Lava-Pés na prisão de Coimbra foi momento de “vivência interior” para todos os reclusos
Foi um «momento que toca o coração» para todos os reclusos presentes na Missa do Lava-Pés. Em comunidade, tanto com presos, como com voluntários, a solenidade introspetiva da sessão não passou despercebida a nenhum dos presentes, mesmo aos mais habituados.
«É um sinal muito poderoso», indicou o bispo de Coimbra, Virgílio Antunes. Comparando a missa com a realizada fora do Estabelecimento Prisional de Coimbra, o bispo realçou que as pessoas presentes na prisão encontram-se «longe da família, privadas disso», o que torna único todo o “crescendo” até ao lavar dos pés. «É simbólico do lavar do espírito, digamos assim, um momento solene. Aqui parece que se sente muito mais a solenidade», explicou.
Para os reclusos, a sua situação é de penitência, considerada merecida, de certo modo, mas que se torna mais leve nestes dias. Alexandre, nome fictício, está encarcerado há cerca de oito anos, e apesar de ser «católico não praticante», tem visto nas visitas do bispo, na Páscoa e no Natal, um «conforto». «Sempre que posso, venho visitá-lo e ver a sua missa. Nestas alturas sinto que todas as pessoas deviam participar. Estamos aqui a cumprir o tempo por aquilo que fizemos, mas todos deviam participar nestes momentos. Já que não posso estar com a família, gosto de estar presente nesta celebração», contou o recluso.
Rito do Lava-Pés representa “limpeza” de espírito e não apenas física, dando espaço para a introspeção das ações realizadas por todos
Por sua vez, Ricardo, nome fictício, que se encontra preso há cerca de dois anos, vê na presença do padre Nuno Santos e do bispo Virgílio Antunes, uma situação «muito positiva», principalmente para quem está a «pagar pelos crimes cometidos». «Dá-nos alento e traz-nos esperança porque podemos reconhecer os erros que cometemos e podemos ganhar uma perspetiva diferente do mundo e da sociedade.
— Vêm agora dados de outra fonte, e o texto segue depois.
use crate::plugin::{Plugin, PluginId};

/// 偏好設定對話框中優先顯示的頁面。 / Plugins whose pages are listed first in the preferences dialog.
pub const MOST_IMPORTANT_PAGES: [PluginId; 4] = [
    PluginId::Appearance,
    PluginId::Application,
    PluginId::Shortcuts,
    PluginId::MainInterpreter,
];

/// 偏好設定外掛的動作。 / Actions exposed by the preferences plugin.
#[derive(Debug, Clone, Copy, PartialEq, Eq, Hash)]
pub enum PreferencesAction {
    Show,
    Reset,
}

impl PreferencesAction {
    pub const ALL: [PreferencesAction; 2] = [PreferencesAction::Show, PreferencesAction::Reset];

    pub fn as_str(self) -> &'static str {
        match self {
            PreferencesAction::Show => "show_action",
            PreferencesAction::Reset => "reset_action",
        }
    }
}

/// 外掛提供的設定頁面。 / Configuration page contributed by a plugin.
#[derive(Debug, Clone, PartialEq, Eq)]
pub struct ConfigPage {
    pub plugin: PluginId,
    pub title: String,
}

impl ConfigPage {
    pub fn new(plugin: PluginId, title: impl Into<String>) -> Self {
        Self {
            plugin,
            title: title.into(),
        }
    }
}

/// 收集其他外掛的設定頁面。 / Collects the configuration pages of the other plugins.
#[derive(Debug, Clone, Default)]
pub struct PreferencesRegistry {
    pages: Vec<ConfigPage>,
}

impl PreferencesRegistry {
    pub fn new() -> Self {
        Self::default()
    }

    /// Registers `page`, replacing an earlier page of the same plugin in place.
    pub fn register_plugin_preferences(&mut self, page: ConfigPage) {
        match self.pages.iter_mut().find(|existing| existing.plugin == page.plugin) {
            Some(existing) => *existing = page,
            None => self.pages.push(page),
        }
    }

    pub fn deregister_plugin_preferences(&mut self, plugin: PluginId) -> bool {
        let before = self.pages.len();
        self.pages.retain(|page| page.plugin != plugin);
        before != self.pages.len()
    }

    pub fn is_registered(&self, plugin: PluginId) -> bool {
        self.pages.iter().any(|page| page.plugin == plugin)
    }

    /// Pages in display order: the most important ones (in their fixed
    /// order) followed by the others in registration order.
    pub fn pages(&self) -> Vec<&ConfigPage> {
        let important = MOST_IMPORTANT_PAGES
            .iter()
            .filter_map(|id| self.pages.iter().find(|page| page.plugin == *id));
        let rest = self
            .pages
            .iter()
            .filter(|page| !MOST_IMPORTANT_PAGES.contains(&page.plugin));
        important.chain(rest).collect()
    }
}

impl Plugin for PreferencesRegistry {
    fn id(&self) -> PluginId {
        PluginId::Preferences
    }

    fn name(&self) -> &'static str {
        "Preferences"
    }

    fn description(&self) -> &'static str {
        "Manage the configuration pages of every plugin."
    }
}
Temos de pagar pelos nossos crimes, mas acabamos por ser “privilegiados” por termos o bispo a vir ao nosso encontro e estar presentes com as pessoas que passam a palavra de Deus».
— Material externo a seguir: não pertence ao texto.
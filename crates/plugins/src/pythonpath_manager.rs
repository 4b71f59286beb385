use std::path::PathBuf;

use pathdock_pythonpath::{
    FsProbe, OsFsProbe, PathChange, PathManagerModel, PathPrecedenceResolver, PrecedenceMap,
    PythonpathError, SystemPathSource,
};
use pathdock_settings::ConfigStore;

use crate::plugin::{Plugin, PluginId};

/// 擁有搜尋路徑解析器的外掛。 / Plugin owning the search-path resolver.
pub struct PythonpathManager<C, P = OsFsProbe> {
    resolver: PathPrecedenceResolver<C, P>,
    system: Box<dyn SystemPathSource>,
    legacy_dir: Option<PathBuf>,
}

impl<C: ConfigStore> PythonpathManager<C> {
    pub fn new(config: C, system: Box<dyn SystemPathSource>, legacy_dir: Option<PathBuf>) -> Self {
        Self::with_resolver(PathPrecedenceResolver::new(config), system, legacy_dir)
    }
}

impl<C: ConfigStore, P: FsProbe> PythonpathManager<C, P> {
    pub fn with_resolver(
        resolver: PathPrecedenceResolver<C, P>,
        system: Box<dyn SystemPathSource>,
        legacy_dir: Option<PathBuf>,
    ) -> Self {
        Self {
            resolver,
            system,
            legacy_dir,
        }
    }

    /// Migrates, loads and publishes the persisted search path.
    pub fn on_initialize(&mut self) -> Result<(), PythonpathError> {
        self.resolver
            .setup(&*self.system, self.legacy_dir.as_deref())
    }

    /// Saves the current system path to detect changes on the next start.
    pub fn on_close(&mut self) -> Result<(), PythonpathError> {
        self.resolver.on_close(&*self.system)
    }

    /// 唯讀存取解析器。 / Read access to the resolver.
    pub fn resolver(&self) -> &PathPrecedenceResolver<C, P> {
        &self.resolver
    }

    pub fn system_path(&self) -> Vec<String> {
        self.system.system_path()
    }

    /// Active search path including the project path.
    pub fn get_spyder_pythonpath(&self) -> Vec<String> {
        self.resolver.active_paths()
    }

    /// 開啟專案時加入其路徑。 / Puts the project path in front of the search path.
    pub fn open_project(&mut self, path: &str) -> Result<Option<PathChange>, PythonpathError> {
        self.resolver.update_active_project_path(Some(path))
    }

    /// 關閉專案時移除其路徑。 / Drops the project path from the search path.
    pub fn close_project(&mut self) -> Result<Option<PathChange>, PythonpathError> {
        self.resolver.update_active_project_path(None)
    }

    /// 套用管理對話框的結果。 / Applies the map accepted in the path manager.
    pub fn apply_update(
        &mut self,
        user_map: &PrecedenceMap,
    ) -> Result<Option<PathChange>, PythonpathError> {
        self.resolver.apply_update(user_map)
    }

    /// Fresh path-manager model reflecting the current state.
    pub fn path_manager(&self) -> PathManagerModel {
        PathManagerModel::for_resolver(&self.resolver, &self.system.system_path())
    }
}

impl<C, P> Plugin for PythonpathManager<C, P> {
    fn id(&self) -> PluginId {
        PluginId::PythonpathManager
    }

    fn name(&self) -> &'static str {
        "PYTHONPATH manager"
    }

    fn description(&self) -> &'static str {
        "Manager of additional locations to search for Python modules."
    }
}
A diretora do Estabelecimento Prisional de Coimbra, Paula Sobral, destacou a importância da presença do bispo, principalmente como “símbolo” de «esperança». «Temos uma grande percentagem de reclusos praticantes, portanto é sempre uma alegria. É uma pessoa amiga do estabelecimento, visita várias vezes, uma prova de que não se esquece daqueles que estão fora do convívio social», sublinhou Paula Sobral.
No que toca ao evento de domingo de Páscoa, a diretora relembrou que a prisão é apenas «da liberdade física», sendo permitido o exercício da liberdade política e religiosa. «As pessoas manifestaram a vontade de fazer estes sacramentos junto dos voluntários, o que é muito positivo» enalteceu. Assim sendo, o próximo domingo ficará marcado pela Páscoa, certamente, mas também por dois crismas e um batismo realizado no estabelecimento.
“É um sinal de que a fé cristã está aberta a todos”
Questionado sobre a importância dos crismas e do batismo, o bispo Virgílio Antunes não escondeu que era um momento claro de fé. «Felizmente este é um sinal de que a fé pode brotar dentro de uma pessoa ou várias pessoas que querem continuar este caminho. É um bom sinal, é um sinal de que a fé cristã está aberta a todos, independentemente das circunstâncias em que estão a viver. Há sempre a possibilidade de acolher um sentimento que parte de Deus e por Deus». Sobre a “força” da cerimónia na prisão, o bispo declarou que há um sentimento distinto dos outros. «Aqui há pessoas a braços com uma realidade distinta, problemática, onde existe sentimento de culpa, revolta interior ou sentimento de injustiça. Aqui oferecemos silêncio e a oportunidade de introspeção onde existe um confronto interno que pretende libertar. É com isso em mente que venho aqui».